J’ai la chance de ne pas avoir été pris pour cible par la bande de gamins qui court à côté d’un concurrent en hurlant son prénom, ce qui ne l’amuse pas non plus. Je me traîne jusqu’à Notre Dame de la Gorge, il y a encore foule, j’attaque la montée vers la Balme en mode mulet, slalomant entre les groupes qui montent à trois de front en caressant leurs ego. Ravito de la Balme : tout en trempant un cookie dans un café, je me demande si je ne vais pas rendre mon dossard, repartir par Trê-la-Tête, Miage, Le Tricot et Bellevue, un crochet par le Prarion, n’importe quoi, tout pour quitter ce peloton de dingues et avoir la montagne pour moi tout seul. Je repars finalement avec le flux en direction du Bonhomme en me maudissant de m’être fait piéger par le hype de cette course à la noix.
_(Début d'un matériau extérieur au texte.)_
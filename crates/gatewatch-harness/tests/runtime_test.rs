//! Runtime tests on tokio's paused clock.
//!
//! The real [`Runtime`] runs in a spawned task against a [`ScriptedSession`]
//! and recording surfaces. With the clock paused, `tokio::time::sleep` in the
//! test only returns once the runtime task is idle, and reconnect delays
//! elapse in virtual time.

use std::time::Duration;

use gatewatch_app::{Controller, ControllerConfig, Runtime, Screen, ThemeState};
use gatewatch_core::{
    Author, ChannelId, Disconnect, Message, MessageId, SessionError, SessionEvent, UserId,
    UserSettings,
};
use gatewatch_harness::{
    RecordingSink, RecordingSurface, ScriptedSession, SessionHandle, SimEnv, UiCall,
};
use tokio::{sync::oneshot, task::JoinHandle};

/// A runtime running in its own task.
struct Running {
    handle: SessionHandle,
    surface: RecordingSurface,
    sink: RecordingSink,
    theme: ThemeState,
    stop: oneshot::Sender<()>,
    task: JoinHandle<Controller>,
}

impl Running {
    fn start(session: ScriptedSession) -> Self {
        let handle = session.handle();
        let surface = RecordingSurface::new();
        let sink = RecordingSink::new();
        let theme = ThemeState::default();

        let runtime = Runtime::hook(
            session,
            surface.clone(),
            sink.clone(),
            theme.clone(),
            SimEnv,
            ControllerConfig::default(),
        );

        let (stop, stop_rx) = oneshot::channel::<()>();
        let task = tokio::spawn(runtime.run(async move {
            let _ = stop_rx.await;
        }));

        Self { handle, surface, sink, theme, stop, task }
    }

    fn emit(&self, event: SessionEvent) {
        assert!(self.handle.emit(event), "runtime is not subscribed");
    }

    async fn shutdown(self) -> Controller {
        let _ = self.stop.send(());
        self.task.await.expect("runtime task panicked")
    }
}

/// Let the runtime drain its queue.
async fn settle() {
    tokio::time::sleep(Duration::from_millis(1)).await;
}

fn disconnect() -> SessionEvent {
    SessionEvent::Disconnected(Disconnect::default())
}

#[tokio::test(start_paused = true)]
async fn hook_shows_loading_before_any_event() {
    let running = Running::start(ScriptedSession::new(UserId(1)));

    assert_eq!(
        running.surface.calls(),
        vec![UiCall::Loading, UiCall::Title("Connecting".to_string())]
    );
    assert!(running.handle.is_subscribed());

    running.shutdown().await;
}

#[tokio::test(start_paused = true)]
async fn reconnect_before_deadline_cancels_timer() {
    let running = Running::start(ScriptedSession::new(UserId(1)));

    running.emit(SessionEvent::Connected);
    settle().await;
    running.emit(disconnect());
    tokio::time::sleep(Duration::from_secs(1)).await;
    running.emit(SessionEvent::Connected);
    settle().await;

    // Well past the original deadline
    tokio::time::sleep(Duration::from_secs(10)).await;

    assert_eq!(running.surface.last_screen(), Some(UiCall::Chat));
    assert_eq!(running.surface.count(&UiCall::Loading), 1);
    assert_eq!(running.surface.count(&UiCall::Initialize), 1);

    let controller = running.shutdown().await;
    assert_eq!(controller.pending_reconnect(), None);
    assert_eq!(controller.screen(), Some(Screen::Chat));
}

#[tokio::test(start_paused = true)]
async fn loading_shown_once_debounce_elapses() {
    let running = Running::start(ScriptedSession::new(UserId(1)));

    running.emit(SessionEvent::Connected);
    settle().await;
    running.emit(disconnect());

    tokio::time::sleep(Duration::from_millis(2_900)).await;
    assert_eq!(running.surface.last_screen(), Some(UiCall::Chat));

    tokio::time::sleep(Duration::from_millis(200)).await;
    assert_eq!(running.surface.last_screen(), Some(UiCall::Loading));
    assert_eq!(running.surface.count(&UiCall::Loading), 2);
    assert_eq!(running.surface.count(&UiCall::Initialize), 1);

    running.shutdown().await;
}

#[tokio::test(start_paused = true)]
async fn second_disconnect_restarts_debounce() {
    let running = Running::start(ScriptedSession::new(UserId(1)));

    running.emit(SessionEvent::Connected);
    settle().await;
    running.emit(disconnect());
    tokio::time::sleep(Duration::from_secs(2)).await;
    running.emit(disconnect());

    // First deadline (t=3s) passes without effect
    tokio::time::sleep(Duration::from_secs(2)).await;
    assert_eq!(running.surface.last_screen(), Some(UiCall::Chat));

    // Second deadline (t=5s)
    tokio::time::sleep(Duration::from_secs(2)).await;
    assert_eq!(running.surface.last_screen(), Some(UiCall::Loading));

    running.shutdown().await;
}

#[tokio::test(start_paused = true)]
async fn logout_shows_login_and_schedules_nothing() {
    let running = Running::start(ScriptedSession::new(UserId(1)));

    running.emit(SessionEvent::Disconnected(Disconnect::logged_out()));
    settle().await;
    running.emit(SessionEvent::Connected);
    tokio::time::sleep(Duration::from_secs(5)).await;

    assert_eq!(running.surface.last_screen(), Some(UiCall::Login));
    assert_eq!(running.surface.count(&UiCall::Initialize), 0);

    let controller = running.shutdown().await;
    assert!(controller.is_logged_out());
    assert_eq!(controller.pending_reconnect(), None);
}

#[tokio::test(start_paused = true)]
async fn ready_and_mentions_reach_theme_and_sink() {
    let session = ScriptedSession::new(UserId(1)).with_channel(ChannelId(5), "general");
    let running = Running::start(session);
    let mut theme_changes = running.theme.subscribe();

    running.emit(SessionEvent::Ready {
        user_settings: Some(UserSettings { theme: Some("dark".to_string()) }),
    });
    running.emit(SessionEvent::MessageCreated {
        message: Message {
            id: MessageId(10),
            channel_id: ChannelId(5),
            author: Author {
                id: UserId(2),
                username: "ferris".to_string(),
                nickname: None,
                avatar_url: None,
            },
            content: "ping @you".to_string(),
            mentions: vec![UserId(1)],
            mention_everyone: false,
        },
    });
    settle().await;

    assert!(theme_changes.has_changed().unwrap_or(false));
    assert!(running.theme.prefer_dark());

    let sent = running.sink.sent();
    assert_eq!(sent.len(), 1);
    assert_eq!(sent[0].title, "ferris (general)");

    running.shutdown().await;
}

#[tokio::test(start_paused = true)]
async fn shutdown_closes_session_once() {
    let running = Running::start(ScriptedSession::new(UserId(1)));
    let handle = running.handle.clone();

    running.shutdown().await;

    assert_eq!(handle.close_count(), 1);
    assert!(!handle.is_subscribed());
}

#[tokio::test(start_paused = true)]
async fn close_error_is_absorbed() {
    let session = ScriptedSession::new(UserId(1))
        .with_close_error(SessionError::Transport("socket reset".to_string()));
    let running = Running::start(session);
    let handle = running.handle.clone();

    running.emit(SessionEvent::Connected);
    settle().await;

    let controller = running.shutdown().await;
    assert_eq!(controller.screen(), Some(Screen::Chat));
    assert_eq!(handle.close_count(), 1);
}

#[tokio::test(start_paused = true)]
async fn ended_stream_stops_runtime() {
    let running = Running::start(ScriptedSession::new(UserId(1)));
    running.handle.end_stream();

    let controller = running.task.await.expect("runtime task panicked");

    assert_eq!(controller.screen(), Some(Screen::Loading));
    assert_eq!(running.handle.close_count(), 1);
}

#[tokio::test(start_paused = true)]
async fn ended_stream_lets_pending_reconnect_fire() {
    let running = Running::start(ScriptedSession::new(UserId(1)));

    running.emit(SessionEvent::Connected);
    settle().await;
    let dropped_at = tokio::time::Instant::now();
    running.emit(disconnect());
    running.handle.end_stream();

    let controller = running.task.await.expect("runtime task panicked");

    assert!(dropped_at.elapsed() >= Duration::from_secs(3));
    assert_eq!(controller.screen(), Some(Screen::Loading));
    assert_eq!(controller.pending_reconnect(), None);
    assert!(controller.is_initialized());
    assert_eq!(running.surface.last_screen(), Some(UiCall::Loading));
    assert_eq!(running.surface.count(&UiCall::Loading), 2);
    assert_eq!(running.handle.close_count(), 1);
}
Au col du Bonhomme, je découvre un SMS de Land (le spécialiste des SMS d’encouragement qui tombent à pic !), prends le temps de lui répondre et je repars pour la traversée vers le refuge homonyme.


Et là, la machine à contrariétés repart à plein régime : sur ce terrain accidenté, le peloton n’avance pas : de nombreux concurrents semblent montrer de l’appréhension face aux accidents du terrain, hésitent et ça bouchonne, encore, et j’ai du mal à ne pas être exaspéré par cette allure désespérément lente.

Lorsque nous basculons sur les Chapieux, tout à ma frustration, j’ai un peu du mal à me mettre dans le rythme de la descente ; ce n’est que dans la dernière partie que je prends le rythme et descends à bonne allure. Je fais le plein d’eau, prends une soupe, du jambon et du fromage avec du pain et je me remets vite en route, direction la Ville des Glaciers. La route est confortable, régulière, je me la fais à la Olmo, mains dans le dos sous le sac (la comparaison s’arrête là), dans le rythme de deux espagnols dont je cherche à comprendre la discussion pour me distraire. J’en tire surtout le constat attristant que mon castillan est bien engourdi.

A l’attaque de la Seigne, je découvre le proverbial serpentin de frontales qui se perd fort haut. Lorsque j’arriverai vers le col, je constaterai qu’il s’étire encore sur des kilomètres derrière moi.

A l’approche du col, des secouristes viennent à notre rencontre, et je bavarde avec l’un d’entre eux sur quelques centaines de mètres, il y a un peu de brouillard qui perturbe la vision, j’avale un morceau de fromage et un reste de pain tirés de mon sac – on ne dira jamais assez le bonheur d’un morceau de pain et de fromage en haut d’un col – et file vers Combal, pas très convaincu par l’argument d’une bénévole – 6 km, vous en avez pour quarante minutes !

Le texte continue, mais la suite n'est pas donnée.